From the records below, transcribe exactly the lines that begin at the line with "let vehicle = session.select(&vehicle)?.clone();" and end at the line with "file (if exists)", both included.

Extracted data entries ->
---------------

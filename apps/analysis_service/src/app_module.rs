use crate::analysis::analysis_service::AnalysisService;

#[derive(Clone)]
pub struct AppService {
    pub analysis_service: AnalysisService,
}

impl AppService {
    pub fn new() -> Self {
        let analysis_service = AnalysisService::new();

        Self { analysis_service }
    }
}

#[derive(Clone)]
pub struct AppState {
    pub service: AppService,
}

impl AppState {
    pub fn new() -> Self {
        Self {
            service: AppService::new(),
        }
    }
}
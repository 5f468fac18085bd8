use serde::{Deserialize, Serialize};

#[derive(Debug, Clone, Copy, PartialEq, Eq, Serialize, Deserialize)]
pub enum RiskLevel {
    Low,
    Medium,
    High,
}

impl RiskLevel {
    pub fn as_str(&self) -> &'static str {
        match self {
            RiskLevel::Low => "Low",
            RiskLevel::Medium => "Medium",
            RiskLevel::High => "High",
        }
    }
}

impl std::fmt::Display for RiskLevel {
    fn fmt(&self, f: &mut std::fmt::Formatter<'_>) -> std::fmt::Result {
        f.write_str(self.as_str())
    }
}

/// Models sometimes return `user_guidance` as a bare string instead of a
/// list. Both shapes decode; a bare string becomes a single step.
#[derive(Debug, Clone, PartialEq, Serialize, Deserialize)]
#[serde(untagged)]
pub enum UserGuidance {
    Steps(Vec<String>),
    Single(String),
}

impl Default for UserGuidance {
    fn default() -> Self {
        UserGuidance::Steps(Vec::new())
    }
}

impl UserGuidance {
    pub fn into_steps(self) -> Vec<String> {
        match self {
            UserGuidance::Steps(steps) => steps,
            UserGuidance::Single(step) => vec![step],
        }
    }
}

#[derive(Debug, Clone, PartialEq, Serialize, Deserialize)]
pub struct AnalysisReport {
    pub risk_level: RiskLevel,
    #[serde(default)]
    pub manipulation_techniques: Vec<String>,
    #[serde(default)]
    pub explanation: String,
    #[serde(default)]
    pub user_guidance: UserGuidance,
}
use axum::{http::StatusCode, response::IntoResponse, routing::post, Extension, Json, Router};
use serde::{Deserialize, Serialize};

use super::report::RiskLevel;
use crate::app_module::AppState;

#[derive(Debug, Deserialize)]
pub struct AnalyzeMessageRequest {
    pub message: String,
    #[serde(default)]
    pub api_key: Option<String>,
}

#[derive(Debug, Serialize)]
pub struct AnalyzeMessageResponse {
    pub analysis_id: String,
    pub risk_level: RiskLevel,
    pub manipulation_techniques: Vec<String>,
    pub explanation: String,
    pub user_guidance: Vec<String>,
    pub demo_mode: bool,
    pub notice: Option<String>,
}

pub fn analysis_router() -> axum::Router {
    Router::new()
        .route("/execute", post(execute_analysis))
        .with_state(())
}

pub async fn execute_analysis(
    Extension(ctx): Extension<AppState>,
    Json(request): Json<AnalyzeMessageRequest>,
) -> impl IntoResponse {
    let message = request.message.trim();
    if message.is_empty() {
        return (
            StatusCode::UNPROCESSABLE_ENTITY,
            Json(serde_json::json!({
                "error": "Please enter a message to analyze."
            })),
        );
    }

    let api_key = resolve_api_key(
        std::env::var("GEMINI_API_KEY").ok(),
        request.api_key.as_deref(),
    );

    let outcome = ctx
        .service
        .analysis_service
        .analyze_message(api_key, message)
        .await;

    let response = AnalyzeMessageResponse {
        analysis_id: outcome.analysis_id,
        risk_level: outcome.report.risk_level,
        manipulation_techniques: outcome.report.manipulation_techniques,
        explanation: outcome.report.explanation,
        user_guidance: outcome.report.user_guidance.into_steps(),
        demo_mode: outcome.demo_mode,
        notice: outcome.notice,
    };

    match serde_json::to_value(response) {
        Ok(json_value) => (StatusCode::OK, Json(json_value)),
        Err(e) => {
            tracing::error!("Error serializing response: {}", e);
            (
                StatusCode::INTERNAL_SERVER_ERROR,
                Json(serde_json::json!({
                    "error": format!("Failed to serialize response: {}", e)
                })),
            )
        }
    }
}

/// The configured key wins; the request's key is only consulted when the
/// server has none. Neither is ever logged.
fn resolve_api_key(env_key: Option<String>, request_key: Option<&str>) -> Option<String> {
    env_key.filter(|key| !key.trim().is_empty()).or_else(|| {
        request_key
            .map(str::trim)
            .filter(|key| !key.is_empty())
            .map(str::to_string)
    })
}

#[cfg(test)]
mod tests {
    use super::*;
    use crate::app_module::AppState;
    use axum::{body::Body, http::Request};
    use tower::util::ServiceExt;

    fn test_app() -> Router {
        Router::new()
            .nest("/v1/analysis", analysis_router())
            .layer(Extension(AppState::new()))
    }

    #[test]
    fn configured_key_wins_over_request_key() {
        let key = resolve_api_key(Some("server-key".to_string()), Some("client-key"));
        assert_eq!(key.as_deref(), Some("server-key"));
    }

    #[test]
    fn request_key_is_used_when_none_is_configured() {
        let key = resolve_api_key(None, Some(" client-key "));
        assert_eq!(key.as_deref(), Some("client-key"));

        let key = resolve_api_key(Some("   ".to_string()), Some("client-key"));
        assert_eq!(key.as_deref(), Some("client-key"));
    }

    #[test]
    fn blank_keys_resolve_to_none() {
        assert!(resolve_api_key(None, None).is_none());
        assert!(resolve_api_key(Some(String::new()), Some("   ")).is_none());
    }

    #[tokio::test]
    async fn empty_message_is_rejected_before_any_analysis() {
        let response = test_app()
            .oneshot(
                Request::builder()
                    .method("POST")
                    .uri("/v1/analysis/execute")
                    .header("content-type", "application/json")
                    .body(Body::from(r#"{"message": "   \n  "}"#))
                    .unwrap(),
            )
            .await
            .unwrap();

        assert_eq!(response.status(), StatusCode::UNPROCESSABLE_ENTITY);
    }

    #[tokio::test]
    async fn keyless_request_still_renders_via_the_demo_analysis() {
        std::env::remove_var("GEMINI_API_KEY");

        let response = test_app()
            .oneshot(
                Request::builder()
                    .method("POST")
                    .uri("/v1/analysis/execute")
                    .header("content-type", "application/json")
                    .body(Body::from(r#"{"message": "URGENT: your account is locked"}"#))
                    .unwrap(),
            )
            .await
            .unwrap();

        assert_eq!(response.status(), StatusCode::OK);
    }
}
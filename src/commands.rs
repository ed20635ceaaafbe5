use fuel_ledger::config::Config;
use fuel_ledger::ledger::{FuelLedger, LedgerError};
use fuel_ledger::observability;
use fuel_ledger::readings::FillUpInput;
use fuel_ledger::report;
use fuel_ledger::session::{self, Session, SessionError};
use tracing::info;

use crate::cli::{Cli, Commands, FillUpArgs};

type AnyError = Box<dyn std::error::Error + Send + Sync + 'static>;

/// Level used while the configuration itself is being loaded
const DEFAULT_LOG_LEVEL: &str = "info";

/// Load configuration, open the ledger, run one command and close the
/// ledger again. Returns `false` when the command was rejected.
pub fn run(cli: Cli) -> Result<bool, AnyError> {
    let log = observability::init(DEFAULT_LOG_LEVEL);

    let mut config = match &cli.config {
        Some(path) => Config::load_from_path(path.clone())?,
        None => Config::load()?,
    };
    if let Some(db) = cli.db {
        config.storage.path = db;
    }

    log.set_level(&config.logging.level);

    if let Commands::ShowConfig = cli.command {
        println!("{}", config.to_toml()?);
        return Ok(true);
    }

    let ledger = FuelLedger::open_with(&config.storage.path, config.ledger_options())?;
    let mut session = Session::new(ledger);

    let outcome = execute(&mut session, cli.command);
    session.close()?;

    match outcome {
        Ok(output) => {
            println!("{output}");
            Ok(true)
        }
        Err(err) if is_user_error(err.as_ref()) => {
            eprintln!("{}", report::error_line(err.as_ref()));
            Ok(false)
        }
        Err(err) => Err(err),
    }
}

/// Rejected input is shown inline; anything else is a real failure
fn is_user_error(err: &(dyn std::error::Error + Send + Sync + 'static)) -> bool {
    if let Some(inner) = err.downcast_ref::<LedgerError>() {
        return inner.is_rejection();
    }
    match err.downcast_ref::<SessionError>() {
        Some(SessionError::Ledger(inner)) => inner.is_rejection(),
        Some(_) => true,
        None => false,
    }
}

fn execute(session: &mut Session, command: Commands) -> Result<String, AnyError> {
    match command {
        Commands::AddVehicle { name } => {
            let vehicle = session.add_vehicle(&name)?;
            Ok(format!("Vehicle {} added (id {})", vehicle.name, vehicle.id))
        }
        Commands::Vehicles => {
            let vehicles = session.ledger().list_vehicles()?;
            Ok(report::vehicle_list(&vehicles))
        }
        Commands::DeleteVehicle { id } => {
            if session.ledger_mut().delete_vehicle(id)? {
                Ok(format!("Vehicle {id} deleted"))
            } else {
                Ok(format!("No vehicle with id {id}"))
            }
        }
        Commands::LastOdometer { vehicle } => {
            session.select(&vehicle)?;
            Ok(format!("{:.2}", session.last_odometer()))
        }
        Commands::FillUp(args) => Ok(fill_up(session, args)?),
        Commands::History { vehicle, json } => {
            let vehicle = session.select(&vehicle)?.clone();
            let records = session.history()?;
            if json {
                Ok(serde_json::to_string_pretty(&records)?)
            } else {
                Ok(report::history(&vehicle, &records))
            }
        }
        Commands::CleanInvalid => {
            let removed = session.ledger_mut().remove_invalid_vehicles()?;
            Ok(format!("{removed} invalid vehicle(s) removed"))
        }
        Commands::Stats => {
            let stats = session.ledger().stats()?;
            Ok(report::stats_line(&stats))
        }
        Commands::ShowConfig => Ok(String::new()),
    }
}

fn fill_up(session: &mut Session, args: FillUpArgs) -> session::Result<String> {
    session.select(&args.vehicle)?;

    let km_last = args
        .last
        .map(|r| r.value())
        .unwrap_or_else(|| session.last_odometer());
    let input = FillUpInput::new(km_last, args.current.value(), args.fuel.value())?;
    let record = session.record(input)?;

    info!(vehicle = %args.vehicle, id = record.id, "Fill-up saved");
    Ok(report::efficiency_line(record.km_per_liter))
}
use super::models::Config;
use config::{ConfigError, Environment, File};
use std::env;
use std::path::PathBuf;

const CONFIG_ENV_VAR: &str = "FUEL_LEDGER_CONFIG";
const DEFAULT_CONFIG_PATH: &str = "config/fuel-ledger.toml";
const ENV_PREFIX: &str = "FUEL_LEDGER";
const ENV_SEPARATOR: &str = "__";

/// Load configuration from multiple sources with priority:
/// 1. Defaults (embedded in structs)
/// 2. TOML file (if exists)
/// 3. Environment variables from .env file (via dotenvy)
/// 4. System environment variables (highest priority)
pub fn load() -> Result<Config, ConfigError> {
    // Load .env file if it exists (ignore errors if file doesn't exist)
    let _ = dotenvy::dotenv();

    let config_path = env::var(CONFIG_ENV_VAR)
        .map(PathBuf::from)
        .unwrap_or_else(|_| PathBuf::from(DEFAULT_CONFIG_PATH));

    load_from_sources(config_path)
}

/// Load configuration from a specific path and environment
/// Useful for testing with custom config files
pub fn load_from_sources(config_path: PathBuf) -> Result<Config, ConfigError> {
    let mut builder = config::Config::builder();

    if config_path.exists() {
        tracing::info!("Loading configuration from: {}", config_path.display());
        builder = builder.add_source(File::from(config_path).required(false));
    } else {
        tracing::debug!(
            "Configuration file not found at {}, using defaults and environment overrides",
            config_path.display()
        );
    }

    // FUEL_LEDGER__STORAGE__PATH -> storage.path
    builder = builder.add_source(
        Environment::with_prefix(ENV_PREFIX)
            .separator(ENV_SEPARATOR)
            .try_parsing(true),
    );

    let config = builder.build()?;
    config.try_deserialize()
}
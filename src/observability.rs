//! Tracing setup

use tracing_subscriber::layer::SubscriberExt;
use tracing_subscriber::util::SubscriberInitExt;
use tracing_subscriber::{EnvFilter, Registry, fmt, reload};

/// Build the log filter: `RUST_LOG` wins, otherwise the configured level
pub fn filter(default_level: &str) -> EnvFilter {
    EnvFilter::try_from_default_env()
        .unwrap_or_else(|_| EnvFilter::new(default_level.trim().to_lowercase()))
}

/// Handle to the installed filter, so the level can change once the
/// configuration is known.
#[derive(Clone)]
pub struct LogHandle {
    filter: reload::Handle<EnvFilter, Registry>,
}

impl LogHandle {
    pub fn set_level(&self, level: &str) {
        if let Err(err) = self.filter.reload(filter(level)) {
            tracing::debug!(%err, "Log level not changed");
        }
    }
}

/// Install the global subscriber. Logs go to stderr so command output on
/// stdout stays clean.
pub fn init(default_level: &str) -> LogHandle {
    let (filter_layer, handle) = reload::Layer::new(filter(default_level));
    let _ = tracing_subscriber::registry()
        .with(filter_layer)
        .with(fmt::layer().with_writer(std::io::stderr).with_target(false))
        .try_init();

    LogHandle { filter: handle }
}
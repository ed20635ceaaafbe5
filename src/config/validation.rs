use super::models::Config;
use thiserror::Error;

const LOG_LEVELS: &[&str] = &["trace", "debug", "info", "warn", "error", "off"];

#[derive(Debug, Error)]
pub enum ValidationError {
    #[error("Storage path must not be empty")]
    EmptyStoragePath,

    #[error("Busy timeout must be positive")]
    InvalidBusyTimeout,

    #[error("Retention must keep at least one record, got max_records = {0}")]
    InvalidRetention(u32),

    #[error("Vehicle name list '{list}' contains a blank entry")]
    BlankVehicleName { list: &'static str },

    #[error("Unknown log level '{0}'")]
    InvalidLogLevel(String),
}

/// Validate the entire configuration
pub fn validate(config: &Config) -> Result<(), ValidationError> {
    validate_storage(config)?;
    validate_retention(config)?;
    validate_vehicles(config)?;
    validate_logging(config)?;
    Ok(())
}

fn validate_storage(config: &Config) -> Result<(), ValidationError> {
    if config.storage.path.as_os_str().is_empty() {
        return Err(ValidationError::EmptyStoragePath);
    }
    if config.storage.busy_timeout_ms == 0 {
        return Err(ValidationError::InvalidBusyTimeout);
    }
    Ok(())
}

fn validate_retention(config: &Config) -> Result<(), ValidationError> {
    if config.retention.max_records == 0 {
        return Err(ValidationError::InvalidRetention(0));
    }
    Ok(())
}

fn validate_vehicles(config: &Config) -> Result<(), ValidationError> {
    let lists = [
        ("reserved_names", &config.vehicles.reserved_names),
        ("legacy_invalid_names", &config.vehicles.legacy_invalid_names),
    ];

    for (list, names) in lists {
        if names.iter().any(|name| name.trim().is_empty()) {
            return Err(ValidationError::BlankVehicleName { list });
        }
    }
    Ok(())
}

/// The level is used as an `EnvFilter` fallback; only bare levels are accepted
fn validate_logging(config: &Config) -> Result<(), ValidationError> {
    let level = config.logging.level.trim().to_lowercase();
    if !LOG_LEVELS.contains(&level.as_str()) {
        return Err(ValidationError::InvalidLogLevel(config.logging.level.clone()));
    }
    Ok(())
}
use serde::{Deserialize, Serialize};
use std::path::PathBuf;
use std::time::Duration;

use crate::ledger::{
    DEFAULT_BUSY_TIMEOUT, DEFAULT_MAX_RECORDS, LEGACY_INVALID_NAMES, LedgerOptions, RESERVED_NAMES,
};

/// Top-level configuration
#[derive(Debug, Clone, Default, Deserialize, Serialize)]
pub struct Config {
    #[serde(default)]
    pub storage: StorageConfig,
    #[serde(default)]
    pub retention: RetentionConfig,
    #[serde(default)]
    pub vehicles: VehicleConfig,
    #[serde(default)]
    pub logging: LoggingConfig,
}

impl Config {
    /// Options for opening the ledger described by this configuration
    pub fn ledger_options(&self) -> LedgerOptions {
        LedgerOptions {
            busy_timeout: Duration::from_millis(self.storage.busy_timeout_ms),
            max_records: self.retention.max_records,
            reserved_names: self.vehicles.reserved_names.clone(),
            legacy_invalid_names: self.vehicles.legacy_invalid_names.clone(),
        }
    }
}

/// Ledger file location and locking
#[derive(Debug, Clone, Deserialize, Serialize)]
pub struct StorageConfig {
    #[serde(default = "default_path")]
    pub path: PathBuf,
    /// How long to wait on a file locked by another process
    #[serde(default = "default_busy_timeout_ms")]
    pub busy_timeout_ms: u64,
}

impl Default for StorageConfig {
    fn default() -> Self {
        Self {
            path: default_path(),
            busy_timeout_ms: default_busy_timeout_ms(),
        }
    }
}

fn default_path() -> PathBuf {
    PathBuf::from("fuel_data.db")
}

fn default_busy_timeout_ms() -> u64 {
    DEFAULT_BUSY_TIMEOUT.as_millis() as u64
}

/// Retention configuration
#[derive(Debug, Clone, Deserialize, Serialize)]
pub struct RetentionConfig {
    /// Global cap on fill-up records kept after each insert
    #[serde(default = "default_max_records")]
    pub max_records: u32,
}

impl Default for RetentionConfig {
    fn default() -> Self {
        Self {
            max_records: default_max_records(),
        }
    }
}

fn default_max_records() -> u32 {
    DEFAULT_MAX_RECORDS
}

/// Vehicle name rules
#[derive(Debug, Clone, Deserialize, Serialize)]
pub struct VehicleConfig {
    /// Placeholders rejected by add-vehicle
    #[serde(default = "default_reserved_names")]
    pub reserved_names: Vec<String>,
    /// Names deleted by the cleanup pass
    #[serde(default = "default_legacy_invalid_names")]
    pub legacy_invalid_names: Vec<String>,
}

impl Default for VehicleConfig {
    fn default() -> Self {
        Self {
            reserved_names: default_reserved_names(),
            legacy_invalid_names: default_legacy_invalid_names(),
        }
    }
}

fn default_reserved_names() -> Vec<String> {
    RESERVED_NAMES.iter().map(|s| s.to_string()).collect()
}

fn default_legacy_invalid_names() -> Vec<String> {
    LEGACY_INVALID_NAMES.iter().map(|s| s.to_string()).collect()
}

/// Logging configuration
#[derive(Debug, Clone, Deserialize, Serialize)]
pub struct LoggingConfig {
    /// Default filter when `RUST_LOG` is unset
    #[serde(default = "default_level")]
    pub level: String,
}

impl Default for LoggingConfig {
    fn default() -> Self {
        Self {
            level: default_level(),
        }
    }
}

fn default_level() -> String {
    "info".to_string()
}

---------------

Solution below ->
            let vehicle = session.select(&vehicle)?.clone();
            let records = session.history()?;
            if json {
                Ok(serde_json::to_string_pretty(&records)?)
            } else {
                Ok(report::history(&vehicle, &records))
            }
        }
        Commands::CleanInvalid => {
            let removed = session.ledger_mut().remove_invalid_vehicles()?;
            Ok(format!("{removed} invalid vehicle(s) removed"))
        }
        Commands::Stats => {
            let stats = session.ledger().stats()?;
            Ok(report::stats_line(&stats))
        }
        Commands::ShowConfig => Ok(String::new()),
    }
}

fn fill_up(session: &mut Session, args: FillUpArgs) -> session::Result<String> {
    session.select(&args.vehicle)?;

    let km_last = args
        .last
        .map(|r| r.value())
        .unwrap_or_else(|| session.last_odometer());
    let input = FillUpInput::new(km_last, args.current.value(), args.fuel.value())?;
    let record = session.record(input)?;

    info!(vehicle = %args.vehicle, id = record.id, "Fill-up saved");
    Ok(report::efficiency_line(record.km_per_liter))
}
use super::models::Config;
use config::{ConfigError, Environment, File};
use std::env;
use std::path::PathBuf;

const CONFIG_ENV_VAR: &str = "FUEL_LEDGER_CONFIG";
const DEFAULT_CONFIG_PATH: &str = "config/fuel-ledger.toml";
const ENV_PREFIX: &str = "FUEL_LEDGER";
const ENV_SEPARATOR: &str = "__";

/// Load configuration from multiple sources with priority:
/// 1. Defaults (embedded in structs)
/// 2. TOML file (if exists)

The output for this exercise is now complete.